Frage: Als die Gründung der Dachverbandes der sozialen Bewegungen vorgeschlagen wurde, fehlten nicht die Stimmen, die ein baldiges Scheitern voraussahen. Es handele sich um ein undurchführbares Projekt. Was sagen die Tatsachen?

Antwort: Heute können wir davon sprechen, daß der CMP eine solide Basis hat. Jetzt müssen wir diese Basis bewegen, um eine landesweite Kraft zu werden. In der Tat haben sie uns auf dem Gründungskongreß, an dem über 900 Delegiert*innen teilnahmen, gesagt: Wie könnt Ihr einen Dachverband mit Frauenbewegungen, Schwarzenbewegungen, Strassenbewegungen, Behinderten, Wohnungsbewegungen, Gesundheitsbewegungen, usw. bilden? Das wird einfach nicht gutgehen. Der Verband wird ein zusammengewürfelter Haufen sein. Wir sagten: Die Rolle der Zentrale wird genau die sein, alle diese Kämpfe zum Ausdruck zu bringen. Die Bewegungen haben ihre Besonderheiten, aber im Allgemeinen sprechen sie zusammen mit den anderen. Und tatsächlich haben wir ein gemeinsames Dokument ausgearbeitet und alle haben dieses Dokument und die daraus entspringende Politik verteidigt. Eine deutliche Demonstration dieser Kräfte-Artikulation war die landesweite Karawane drei Monate nach dem Amtsantritt der derzeitigen Regierung. Am 21. und 22. März kamen in Brasilia Delegationen aus 22 Bundesstaaten des Landes zusammen. Es wurde die größte öffentliche Demonstration nach den Mobilisierungen gegen den Ex- Präsidenten Collor de Mello. Das ist zweifellos ein Zeichen für die Fähigkeit des CMP. In Zukunft ist es unsere Aufgabe, sie zu stärken und zu konsolidieren.

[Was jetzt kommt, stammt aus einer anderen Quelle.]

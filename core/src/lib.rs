pub mod aggregate;
pub mod chart;
pub mod csv_codec;
pub mod day;
pub mod db;
pub mod models;
pub mod service;
pub mod settings;
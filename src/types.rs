//! Core types for profile-dl

use chrono::{DateTime, Utc};
use serde::{Deserialize, Serialize};
use std::path::PathBuf;
use utoipa::ToSchema;
use uuid::Uuid;

/// Unique identifier for a job
#[derive(Clone, Copy, Debug, PartialEq, Eq, PartialOrd, Ord, Hash, Serialize, Deserialize, ToSchema)]
#[serde(transparent)]
#[schema(value_type = String)]
pub struct JobId(pub Uuid);

impl JobId {
    /// Generate a fresh random JobId
    #[allow(clippy::new_without_default)]
    pub fn new() -> Self {
        Self(Uuid::new_v4())
    }

    /// Get the inner UUID
    pub fn get(&self) -> Uuid {
        self.0
    }
}

impl From<Uuid> for JobId {
    fn from(id: Uuid) -> Self {
        Self(id)
    }
}

impl std::fmt::Display for JobId {
    fn fmt(&self, f: &mut std::fmt::Formatter<'_>) -> std::fmt::Result {
        write!(f, "{}", self.0)
    }
}

impl std::str::FromStr for JobId {
    type Err = uuid::Error;

    fn from_str(s: &str) -> Result<Self, Self::Err> {
        Ok(Self(s.parse()?))
    }
}

/// Job status
#[derive(Clone, Copy, Debug, PartialEq, Eq, Serialize, Deserialize, ToSchema)]
#[serde(rename_all = "lowercase")]
pub enum JobStatus {
    /// Created and waiting for a runner
    Queued,
    /// A runner is driving the job
    Running,
    /// Every item was processed
    Completed,
    /// Stopped by the user
    Cancelled,
    /// Discovery exhausted or an unexpected error occurred
    Failed,
}

impl JobStatus {
    /// Whether this status is final
    pub fn is_terminal(&self) -> bool {
        matches!(
            self,
            JobStatus::Completed | JobStatus::Cancelled | JobStatus::Failed
        )
    }

    /// Whether moving from `self` to `next` respects
    /// Queued → Running → {Completed | Cancelled | Failed}.
    ///
    /// Cancelled may preempt a Queued job directly.
    pub fn can_transition_to(&self, next: JobStatus) -> bool {
        match (self, next) {
            (JobStatus::Queued, JobStatus::Running) => true,
            (JobStatus::Queued, JobStatus::Cancelled) => true,
            (JobStatus::Running, JobStatus::Completed)
            | (JobStatus::Running, JobStatus::Cancelled)
            | (JobStatus::Running, JobStatus::Failed) => true,
            _ => false,
        }
    }

    /// Lowercase name, as serialized
    pub fn as_str(&self) -> &'static str {
        match self {
            JobStatus::Queued => "queued",
            JobStatus::Running => "running",
            JobStatus::Completed => "completed",
            JobStatus::Cancelled => "cancelled",
            JobStatus::Failed => "failed",
        }
    }
}

impl std::fmt::Display for JobStatus {
    fn fmt(&self, f: &mut std::fmt::Formatter<'_>) -> std::fmt::Result {
        f.write_str(self.as_str())
    }
}

/// Parameters for creating a job
#[derive(Clone, Debug, Default, Serialize, Deserialize, ToSchema)]
pub struct NewJob {
    /// Profile, channel, playlist or single video URL
    pub profile_url: String,

    /// Root directory for downloaded files
    #[schema(value_type = String)]
    pub output_root: PathBuf,

    /// Process at most this many discovered items (None or 0 = unlimited)
    #[serde(default)]
    pub max_videos: Option<usize>,

    /// Proxy URL handed to the extractor
    #[serde(default)]
    pub proxy: Option<String>,
}

/// Point-in-time copy of a job's public fields
#[derive(Clone, Debug, PartialEq, Serialize, Deserialize, ToSchema)]
pub struct JobSnapshot {
    /// Job identifier
    pub id: JobId,

    /// Requested URL
    pub profile_url: String,

    /// Root directory for downloaded files
    #[schema(value_type = String)]
    pub output_root: PathBuf,

    /// Item cap, if any
    pub max_videos: Option<usize>,

    /// Proxy URL, if any
    pub proxy: Option<String>,

    /// Current status
    pub status: JobStatus,

    /// Fraction of known items processed (0.0 to 1.0)
    pub progress: f64,

    /// Number of items discovered (None until discovery completes)
    pub total: Option<usize>,

    /// Items downloaded successfully
    pub downloaded: usize,

    /// Items that could not be downloaded
    pub failed: usize,

    /// Last human-readable status message
    pub message: String,

    /// When the job was created
    pub created_at: DateTime<Utc>,

    /// When the job was last modified
    pub updated_at: DateTime<Utc>,
}

/// Event emitted during the job lifecycle
#[derive(Clone, Debug, PartialEq, Serialize, Deserialize, ToSchema)]
#[serde(tag = "type", rename_all = "snake_case")]
pub enum JobEvent {
    /// Job registered
    Created {
        /// Job ID
        id: JobId,
        /// Requested URL
        url: String,
    },

    /// Runner picked the job up
    Started {
        /// Job ID
        id: JobId,
    },

    /// Discovery primary profile failed, trying a fallback
    FallbackProfile {
        /// Job ID
        id: JobId,
        /// Profile name being tried
        profile: String,
        /// 1-based index among the fallbacks
        attempt: usize,
        /// Number of fallbacks available
        of: usize,
    },

    /// Discovery finished
    Discovered {
        /// Job ID
        id: JobId,
        /// Number of items that will be processed
        total: usize,
    },

    /// Rate-limited transfer will be retried
    Retrying {
        /// Job ID
        id: JobId,
        /// 1-based item index
        index: usize,
        /// 1-based attempt number about to run
        attempt: u32,
        /// Wait before the attempt, in seconds
        delay_secs: u64,
    },

    /// One item downloaded
    ItemDownloaded {
        /// Job ID
        id: JobId,
        /// 1-based item index
        index: usize,
    },

    /// One item could not be downloaded
    ItemFailed {
        /// Job ID
        id: JobId,
        /// 1-based item index
        index: usize,
        /// Error message
        error: String,
    },

    /// Job completed
    Completed {
        /// Job ID
        id: JobId,
        /// Items downloaded
        downloaded: usize,
        /// Items failed
        failed: usize,
    },

    /// Job failed
    Failed {
        /// Job ID
        id: JobId,
        /// Failure message
        error: String,
    },

    /// Job cancelled by the user
    Cancelled {
        /// Job ID
        id: JobId,
    },
}

impl JobEvent {
    /// Snake-case event name, used as the SSE event type
    pub fn kind(&self) -> &'static str {
        match self {
            JobEvent::Created { .. } => "created",
            JobEvent::Started { .. } => "started",
            JobEvent::FallbackProfile { .. } => "fallback_profile",
            JobEvent::Discovered { .. } => "discovered",
            JobEvent::Retrying { .. } => "retrying",
            JobEvent::ItemDownloaded { .. } => "item_downloaded",
            JobEvent::ItemFailed { .. } => "item_failed",
            JobEvent::Completed { .. } => "completed",
            JobEvent::Failed { .. } => "failed",
            JobEvent::Cancelled { .. } => "cancelled",
        }
    }

    /// The job this event belongs to
    pub fn job_id(&self) -> JobId {
        match self {
            JobEvent::Created { id, .. }
            | JobEvent::Started { id }
            | JobEvent::FallbackProfile { id, .. }
            | JobEvent::Discovered { id, .. }
            | JobEvent::Retrying { id, .. }
            | JobEvent::ItemDownloaded { id, .. }
            | JobEvent::ItemFailed { id, .. }
            | JobEvent::Completed { id, .. }
            | JobEvent::Failed { id, .. }
            | JobEvent::Cancelled { id } => *id,
        }
    }
}
//! Test configuration helpers

use profile_dl::{Config, Extractor, JobManager, JobStore};
use std::sync::Arc;
use tempfile::TempDir;

/// Configuration rooted in a fresh temp directory, with PATH lookup disabled
pub fn test_config(temp_dir: &TempDir) -> Config {
    let mut config = Config::default();
    config.download.default_output_root = temp_dir.path().join("downloads");
    config.tools.search_path = false;
    config
}

/// Manager over `extractor`; keep the returned TempDir alive for the test
pub fn create_test_manager(extractor: Arc<dyn Extractor>) -> (JobManager, TempDir) {
    let temp_dir = tempfile::tempdir().unwrap();
    let config = test_config(&temp_dir);
    let manager = JobManager::with_components(config, Arc::new(JobStore::new()), extractor);
    (manager, temp_dir)
}

/// Install a test subscriber once; respects RUST_LOG
pub fn init_tracing() {
    let _ = tracing_subscriber::fmt()
        .with_env_filter(
            tracing_subscriber::EnvFilter::try_from_default_env()
                .unwrap_or_else(|_| tracing_subscriber::EnvFilter::new("profile_dl=debug")),
        )
        .with_test_writer()
        .try_init();
}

Frage: Die Angst, der CMP könne ein zusammengewürfelter Haufen werden, hatte sicher viel damit zu tun, daß verschiedene Gruppen sich zwei oder mehr landesweiten Instanzen angeschlossen haben, ohne dabei aber notwendigerweise unter sich Kontakt gehabt zu haben. Wie steht der Verband dieser Situation gegenüber?

Antwort: Dieser Punkt ist innerhalb der Organisation viel diskutiert worden. Die Antworten hat es in der Praxis gegeben. Verschiedene Nicht-Regierungsorganisationen (NGO's) hatten ziemliche Angst den Einfluß zu verlieren, den sie auf mehrere Bewegungen hatten. Sie fragten uns beispielsweise: Wie werdet Ihr mit der kulturellen Unterschiedlichkeit arbeiten, mit der regionalen Unterschiedlichkeit, mit der Unterschiedlichkeit der Organisationsformen? Wie werdet Ihr Euch mit den Schwarzenbewegungen einlassen, wenn diese sich noch nicht einmal untereinander einig werden? Wie werdet Ihr die Frauenbewegungen integrieren, wenn diese keine landesweite Bewegung zustande bringen? Wir werdet Ihr mit den Bewegungen für eine Wohnung zurecht kommen, wenn es dort verschiedene Initiativen gibt, die für einen Spielraum auf nationaler Ebene kämpfen.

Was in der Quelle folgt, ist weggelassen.